Union demands death of ‘right-to-work’ law favored by massive majority of voters

3 of 4 want state to keep legal permission to work without paying dues

If overwhelming public opposition were sufficient to halt the drive to repeal Michigan’s decade-old Right to Work law that Big Labor political operatives launched a few months ago, this lobbying blitz would already be at a standstill by now.

On February 13, Michigan journalist Bruce Walker filed a story for the Center Square news service publicly announcing the results of a scientific online poll conducted by SurveyUSA, a national pollster with an “A” rating from the FiveThirtyEight web site.

The SurveyUSA poll found that 74% of Michigan’s registered voters support retention of their Right to Work law, which prohibits terminating employees merely because they refuse to fork over dues or fees to a union they personally have chosen not to join, but which wields monopoly-bargaining power over compensation and discipline matters in their workplace. Just 14% of registered voters support the return of forced union financial support as a job condition.

The poll also showed that opposition to union bosses’ bid to destroy Right to Work is very strong among Michigan voters regardless of their political party affiliation, gender, age, race, employment status, education level, or where they live in the state.

While SurveyUSA did not attempt to ascertain why Michigan voters oppose Right to Work repeal by a five-to-one margin, the key sources of opposition are well known.

For decades, the vast majority of Americans have agreed that compulsory unionism is morally wrong, plain and simple. Moreover, there is ample evidence that Right to Work laws are economically beneficial. In Michigan, for example, manufacturing payroll jobs rose by 6.4% from 2013 to 2021, the first eight years the state Right to Work law was in effect. Meanwhile, the total number of factory jobs decreased by 1.1% in the 23 remaining forced-dues states.

Unfortunately, Big Labor doesn’t see the individual worker’s ability to hold union officials accountable for malfeasance by withholding his or her financial support as a benefit. For the likes of Sean O’Brien, who took over the presidency of the notorious International Brotherhood of Teamsters (IBT) last year, that’s actually a big problem.

Before taking the helm at the IBT, O’Brien headed IBT Local 25 in Boston for many years. He was in charge when fellow union officer Mark Harrington and four union militants threatened and intimidated the cast and crew of the union-free Top Chef reality show in Milton, Mass., located near Boston.

The entire cast and crew as well as restaurant patrons allegedly faced a gauntlet of Teamster verbal and physical attacks. Union goons threatened to assault and even kill crew members as a means of “persuading” the show’s producers to change their minds and sign a union contract. One union goon allegedly snarled at host Padma Lakshmi, “I’ll smash your pretty little face in.”

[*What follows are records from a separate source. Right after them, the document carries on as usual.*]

#[cfg(test)]
mod tests {
    use super::*;
    use crate::models::game::TimeControl;
    use crate::models::game_move::CheckStatus;
    use crate::repositories::errors::game_repository_errors::GameRepositoryError;
    use crate::repositories::game_repository::MockGameRepository;
    use crate::services::chess_service::ChessService;
    use crate::services::errors::chess_service_errors::ChessServiceError;

    const AFTER_E4: &str = "rnbqkbnr/pppppppp/8/8/4P3/8/PPPP1PPP/RNBQKBNR b KQkq - 0 1";

    struct ScriptedEngine {
        result: Result<AppliedMove, ChessServiceError>,
    }

    impl RulesEngine for ScriptedEngine {
        fn try_move(
            &self,
            _position: &str,
            _candidate: &CandidateMove,
            _prior_positions: &[String],
        ) -> Result<AppliedMove, ChessServiceError> {
            self.result.clone()
        }

        fn legal_moves(&self, _position: &str) -> Result<Vec<String>, ChessServiceError> {
            Ok(Vec::new())
        }
    }

    fn facts() -> PositionFacts {
        PositionFacts {
            turn: Color::Black,
            in_check: false,
            checkmate: false,
            stalemate: false,
            insufficient_material: false,
            threefold_repetition: false,
            fifty_move_rule: false,
            fullmove_number: 1,
        }
    }

    fn applied_e4() -> AppliedMove {
        AppliedMove {
            from: "e2".to_string(),
            to: "e4".to_string(),
            color: Color::White,
            piece: PieceKind::Pawn,
            captured: None,
            promotion: None,
            is_castling: false,
            is_en_passant: false,
            san: "e4".to_string(),
            move_number: 1,
            position_after: AFTER_E4.to_string(),
            facts: facts(),
        }
    }

    fn game() -> Game {
        Game::new("white-id", "black-id", TimeControl::default())
    }

    fn coordinator_with(
        repository: MockGameRepository,
        rules: Arc<dyn RulesEngine + Send + Sync>,
    ) -> MoveCoordinator {
        MoveCoordinator::new(Arc::new(repository), rules)
    }

    #[tokio::test]
    async fn test_submit_move_game_not_found() {
        let mut repository = MockGameRepository::new();
        repository.expect_get_game().returning(|_| Ok(None));
        let coordinator = coordinator_with(repository, Arc::new(ChessService::new()));

        let result = coordinator
            .submit_move("missing", &MoveRequest::new("e2", "e4"))
            .await;

        match result.unwrap_err() {
            MoveCoordinatorError::GameNotFound(id) => assert_eq!(id, "missing"),
            other => panic!("Expected GameNotFound, got {:?}", other),
        }
    }

    #[tokio::test]
    async fn test_submit_move_game_not_active() {
        let mut completed = game();
        completed.status = GameStatus::Completed;
        let mut repository = MockGameRepository::new();
        repository
            .expect_get_game()
            .returning(move |_| Ok(Some(completed.clone())));
        let coordinator = coordinator_with(repository, Arc::new(ChessService::new()));

        let result = coordinator
            .submit_move("game", &MoveRequest::new("e2", "e4"))
            .await;

        let err = result.unwrap_err();
        assert!(matches!(
            err,
            MoveCoordinatorError::GameNotActive(GameStatus::Completed)
        ));
        assert_eq!(
            err.code(),
            crate::models::api_response::ErrorCode::GameNotActive
        );
    }

    #[tokio::test]
    async fn test_illegal_move_writes_nothing() {
        let stored = game();
        let mut repository = MockGameRepository::new();
        repository
            .expect_get_game()
            .returning(move |_| Ok(Some(stored.clone())));
        repository.expect_append_move().never();
        let coordinator = coordinator_with(repository, Arc::new(ChessService::new()));

        let result = coordinator
            .submit_move("game", &MoveRequest::new("e2", "e5"))
            .await;

        assert!(matches!(
            result,
            Err(MoveCoordinatorError::InvalidMove(ChessServiceError::IllegalMove(_)))
        ));
    }

    #[tokio::test]
    async fn test_malformed_square_is_invalid_move() {
        let stored = game();
        let mut repository = MockGameRepository::new();
        repository
            .expect_get_game()
            .returning(move |_| Ok(Some(stored.clone())));
        repository.expect_append_move().never();
        let coordinator = coordinator_with(repository, Arc::new(ChessService::new()));

        let result = coordinator
            .submit_move("game", &MoveRequest::new("e9", "e4"))
            .await;

        assert!(matches!(
            result,
            Err(MoveCoordinatorError::InvalidMove(ChessServiceError::ValidationError(_)))
        ));
    }

    #[tokio::test]
    async fn test_first_move_activates_game_and_persists_atomically() {
        let stored = game();
        let game_id = stored.id.clone();
        let mut repository = MockGameRepository::new();
        let returned = stored.clone();
        repository
            .expect_get_game()
            .returning(move |_| Ok(Some(returned.clone())));
        repository
            .expect_append_move()
            .withf(|expected, updated, game_move| {
                expected.move_count == 0
                    && expected.position == STARTING_POSITION
                    && updated.move_count == 1
                    && updated.current_position == AFTER_E4
                    && updated.status == GameStatus::Active
                    && updated.started_at.is_some()
                    && updated.game_pgn.as_deref() == Some("1. e4")
                    && game_move.move_number == 1
                    && game_move.color == Color::White
                    && game_move.notation == "e4"
                    && game_move.time_left == 600_000
            })
            .times(1)
            .returning(|_, _, _| Ok(()));
        let coordinator = coordinator_with(repository, Arc::new(ChessService::new()));

        let outcome = coordinator
            .submit_move(&game_id, &MoveRequest::new("e2", "e4"))
            .await
            .unwrap();

        assert_eq!(outcome.summary.san, "e4");
        assert_eq!(outcome.summary.piece, 'p');
        assert_eq!(outcome.game_state.turn, 'b');
        assert_eq!(outcome.game_state.status, GameStatus::Active);
        assert_eq!(outcome.game_state.move_number, 1);
        assert!(!outcome.game_state.game_over);
        assert!(outcome.game_state.result.is_none());
    }

    #[tokio::test]
    async fn test_store_conflict_is_reported() {
        let stored = game();
        let mut repository = MockGameRepository::new();
        repository
            .expect_get_game()
            .returning(move |_| Ok(Some(stored.clone())));
        repository
            .expect_append_move()
            .returning(|_, _, _| Err(GameRepositoryError::Conflict));
        let coordinator = coordinator_with(repository, Arc::new(ChessService::new()));

        let result = coordinator
            .submit_move("game", &MoveRequest::new("e2", "e4"))
            .await;

        assert!(matches!(result, Err(MoveCoordinatorError::Conflict)));
    }

    #[tokio::test]
    async fn test_store_failure_is_internal() {
        let mut repository = MockGameRepository::new();
        repository
            .expect_get_game()
            .returning(|_| Err(GameRepositoryError::PoolExhausted));
        let coordinator = coordinator_with(repository, Arc::new(ChessService::new()));

        let err = coordinator
            .submit_move("game", &MoveRequest::new("e2", "e4"))
            .await
            .unwrap_err();

        assert!(matches!(err, MoveCoordinatorError::RepositoryError(_)));
        assert_eq!(
            err.code(),
            crate::models::api_response::ErrorCode::InternalError
        );
    }

    #[tokio::test]
    async fn test_unreadable_position_is_internal() {
        let stored = game();
        let mut repository = MockGameRepository::new();
        repository
            .expect_get_game()
            .returning(move |_| Ok(Some(stored.clone())));
        repository.expect_append_move().never();
        let engine = ScriptedEngine {
            result: Err(ChessServiceError::InvalidPosition("bad".to_string())),
        };
        let coordinator = coordinator_with(repository, Arc::new(engine));

        let result = coordinator
            .submit_move("game", &MoveRequest::new("e2", "e4"))
            .await;

        assert!(matches!(result, Err(MoveCoordinatorError::CorruptGame(_))));
    }

    #[tokio::test]
    async fn test_history_feeds_the_engine_for_later_moves() {
        let mut stored = game();
        stored.status = GameStatus::Active;
        stored.move_count = 1;
        stored.current_position = AFTER_E4.to_string();
        let first = record_move(&game(), &applied_e4(), &MoveRequest::new("e2", "e4"), Utc::now());
        let mut repository = MockGameRepository::new();
        repository
            .expect_get_game()
            .returning(move |_| Ok(Some(stored.clone())));
        repository
            .expect_list_moves()
            .times(1)
            .returning(move |_| Ok(vec![first.clone()]));
        repository
            .expect_append_move()
            .withf(|expected, _, game_move| {
                expected.move_count == 1
                    && game_move.move_number == 1
                    && game_move.color == Color::Black
            })
            .returning(|_, _, _| Ok(()));
        let coordinator = coordinator_with(repository, Arc::new(ChessService::new()));

        let outcome = coordinator
            .submit_move("game", &MoveRequest::new("e7", "e5"))
            .await
            .unwrap();

        assert_eq!(outcome.game_state.move_number, 2);
        assert_eq!(outcome.game_state.turn, 'w');
    }

    #[test]
    fn test_checkmate_completes_game_with_winner() {
        let mut stored = game();
        stored.status = GameStatus::Active;
        let applied = AppliedMove {
            color: Color::Black,
            san: "Qh4#".to_string(),
            move_number: 2,
            facts: PositionFacts {
                turn: Color::White,
                in_check: true,
                checkmate: true,
                fullmove_number: 3,
                ..facts()
            },
            ..applied_e4()
        };
        let now = Utc::now();

        let updated = advance_game(&stored, &applied, &MoveRequest::new("d8", "h4"), now);
        let record = record_move(&stored, &applied, &MoveRequest::new("d8", "h4"), now);

        assert_eq!(updated.status, GameStatus::Completed);
        assert_eq!(updated.result, Some(GameResult::BlackWins));
        assert_eq!(updated.termination, Some(Termination::Checkmate));
        assert_eq!(updated.winner_id.as_deref(), Some("black-id"));
        assert_eq!(updated.ended_at, Some(now));
        assert_eq!(record.check_status, Some(CheckStatus::Checkmate));
    }

    #[test]
    fn test_draw_keeps_winner_unset_and_existing_end_time() {
        let mut stored = game();
        stored.status = GameStatus::Active;
        let ended = Utc::now() - chrono::Duration::minutes(1);
        stored.ended_at = Some(ended);
        let applied = AppliedMove {
            facts: PositionFacts {
                stalemate: true,
                ..facts()
            },
            ..applied_e4()
        };

        let updated = advance_game(&stored, &applied, &MoveRequest::new("e2", "e4"), Utc::now());

        assert_eq!(updated.result, Some(GameResult::Draw));
        assert_eq!(updated.termination, Some(Termination::Stalemate));
        assert!(updated.winner_id.is_none());
        assert_eq!(updated.ended_at, Some(ended));
    }

    #[test]
    fn test_reported_time_left_sets_mover_clock() {
        let stored = game();
        let request = MoveRequest {
            time_taken: Some(4_200),
            time_left: Some(595_800),
            ..MoveRequest::new("e2", "e4")
        };

        let updated = advance_game(&stored, &applied_e4(), &request, Utc::now());
        let record = record_move(&stored, &applied_e4(), &request, Utc::now());

        assert_eq!(updated.white_time_left, 595);
        assert_eq!(updated.black_time_left, 600);
        assert_eq!(record.time_left, 595_800);
        assert_eq!(record.time_taken, Some(4_200));
    }

    #[test]
    fn test_movetext_numbering() {
        let black_reply = AppliedMove {
            color: Color::Black,
            san: "e5".to_string(),
            ..applied_e4()
        };
        let second_white = AppliedMove {
            san: "Nf3".to_string(),
            move_number: 2,
            ..applied_e4()
        };

        let after_white = append_movetext(None, &applied_e4());
        let after_black = append_movetext(Some(&after_white), &black_reply);
        let after_second = append_movetext(Some(&after_black), &second_white);

        assert_eq!(after_second, "1. e4 e5 2. Nf3");
        assert_eq!(append_movetext(None, &black_reply), "1... e5");
    }
}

Subsequently, Harrington and his four accomplices were indicted for extortion and other crimes, and O’Brien apparently got nervous about being indicted himself. In advance of the Top Chef trial, he let investigators know that, if asked to testify, he would invoke his Fifth Amendment right against self-incrimination rather than comply.

Harrington pleaded guilty to attempted extortion in 2016. But the four indicted Teamster toughs who went to trial in 2017 were all acquitted. And today, O’Brien proudly takes the credit for getting off the hook union goons who allegedly trampled an elderly security guard and yelled racial and other slurs at the Top Chef production crew.

By O’Brien’s account, Teamster lawyers that he and other Local 25 bosses bankrolled with forced-dues money did a bang-up job of persuading the judge presiding over the case to interpret the U.S. Supreme Court’s controversial 5-4 Enmons decision far more expansively than most other jurists. Enmons routinely shields union officials and their agents from federal prosecution for extortionate violence.

The judge’s instructions left jury members with little choice but to acquit, even if they believed the defendants had done exactly what they were accused of doing.

O’Brien must know there are vast numbers of honest IBT-“represented” workers who would never voluntarily fork over money to a union headed by a man like him. No wonder he recently penned an op-ed for Bridge Michigan hurling vitriol at the Wolverine State’s Right to Work law and the nearly three-quarters of Michigan voters who support retaining it. O’Brien’s eagerness to kill Right to Work actually highlights why it must stay on the books.